According to the new recommendations, the benefit of daily low-dose aspirin is small for most people ages 40 to 59, while the risk of bleeding problems is higher.

However, aspirin may still be warranted for certain people in that age group: those who are both at higher risk of having heart attacks or strokes in the next decade and who don’t have elevated risk for bleeding disorders. (Previous stomach ulcers, taking other anticoagulants and having a clotting disorder raise the risk of bleeding problems.) People over 60 shouldn’t take daily aspirin to prevent first heart attacks or strokes, because older people are already at higher risk for bleeding. Instead, they should talk to their doctors about other prevention strategies.

Michos said the widely known recommendations that endorsed daily aspirin use for decades were based on research conducted before other prevention approaches were available.

“We’ve gotten a lot better with other medical therapies, and the aspirin recommendations were developed during trials conducted before statins were widely used and smoking was more widespread,” she said. “The incremental benefit of aspirin in contemporary medicine does not provide as strong of a benefit for primary prevention as it once would.”

Screening for diabetes, pre-diabetes and hypertension, as well as using statins to manage cholesterol, may be lower-risk options that can prevent cardiovascular disease in some people.

Also extremely important? Lifestyle changes.

“Lifestyle is the biggest way to prevent heart disease. Even for people whose benefits outweigh risk, taking aspirin should be on top of everything else, such as good nutrition, exercise, taking care of stress and stopping smoking,” Tseng said.

Still, the anti-clotting benefits of aspirin do outweigh the risk of bleeding for many people. Michos and Tseng emphasize that they should talk to their doctors about whether or not a small daily dose of aspirin may still be beneficial.

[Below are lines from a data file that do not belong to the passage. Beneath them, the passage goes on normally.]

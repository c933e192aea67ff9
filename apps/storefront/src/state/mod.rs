//! # State Module
//!
//! Per-session state handed to the command functions.
//!
//! ```text
//! ┌─────────────────────────────────────────────────────────────────────────┐
//! │                    State Architecture                                   │
//! │                                                                         │
//! │  ┌─────────────────────────────────────────────────────────────────┐   │
//! │  │                      Session                                    │   │
//! │  │  id: Uuid                                                       │   │
//! │  └──────────────┬───────────────────────────────┬──────────────────┘   │
//! │                 ▼                               ▼                       │
//! │  ┌──────────────────────────┐   ┌──────────────────────────────┐       │
//! │  │      CartStore           │   │      StoreConfig             │       │
//! │  │  Arc<Mutex<Cart>>        │   │  currency, catalog url,      │       │
//! │  │  watch::Sender<Snapshot> │   │  log filter (read-only)      │       │
//! │  └──────────────────────────┘   └──────────────────────────────┘       │
//! └─────────────────────────────────────────────────────────────────────────┘
//! ```

pub mod cart;
pub mod config;
pub mod session;

pub use cart::{CartSnapshot, CartStore};
pub use config::StoreConfig;
pub use session::Session;
//! # Shipping Commands
//!
//! The shipping page captures a destination and shows an order summary next
//! to it. It reads the cart and never changes it; removing an item from
//! that page goes through `remove_from_cart` like everywhere else.

use serde::{Deserialize, Serialize};
use storefront_core::ShippingDetails;
use tracing::debug;

use crate::error::ApiError;
use crate::state::{CartSnapshot, CartStore, StoreConfig};

/// Raw shipping form as posted by the page.
#[derive(Debug, Clone, Default, Deserialize)]
#[serde(rename_all = "camelCase", default)]
pub struct ShippingForm {
    pub city: String,
    pub state: String,
    pub country: String,
}

/// Destination plus what is being shipped there.
#[derive(Debug, Clone, PartialEq, Eq, Serialize)]
#[serde(rename_all = "camelCase")]
pub struct OrderSummary {
    pub shipping: ShippingDetails,
    pub cart: CartSnapshot,
    /// Total formatted with the store currency, e.g. `$40.00`.
    pub display_total: String,
}

/// Validates the shipping form and builds the order summary.
///
/// ## Errors
/// `VALIDATION_ERROR` when a field is blank or longer than 100 characters.
pub fn submit_shipping(
    cart: &CartStore,
    config: &StoreConfig,
    form: ShippingForm,
) -> Result<OrderSummary, ApiError> {
    debug!("submit_shipping command");

    let shipping = ShippingDetails::new(&form.city, &form.state, &form.country)?;
    let cart = cart.snapshot();
    let display_total = config.format_money(cart.totals.total);

    debug!(
        city = shipping.city(),
        country = shipping.country(),
        total = %display_total,
        "Shipping details accepted"
    );

    Ok(OrderSummary {
        shipping,
        cart,
        display_total,
    })
}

“This is just for primary prevention, meaning people who have not had a bypass or stent or cardiac event. For people who have already had an event and we’re trying to prevent another, they should continue aspirin,” Michos said.

The draft recommendations are open for comment from the public, experts and professional organizations, although they are not expected to change significantly.

“Most of the time the drafts are pretty final, but we definitely make use of all the information that comes in and look at what we need to change to make the message clearer,” Tseng said.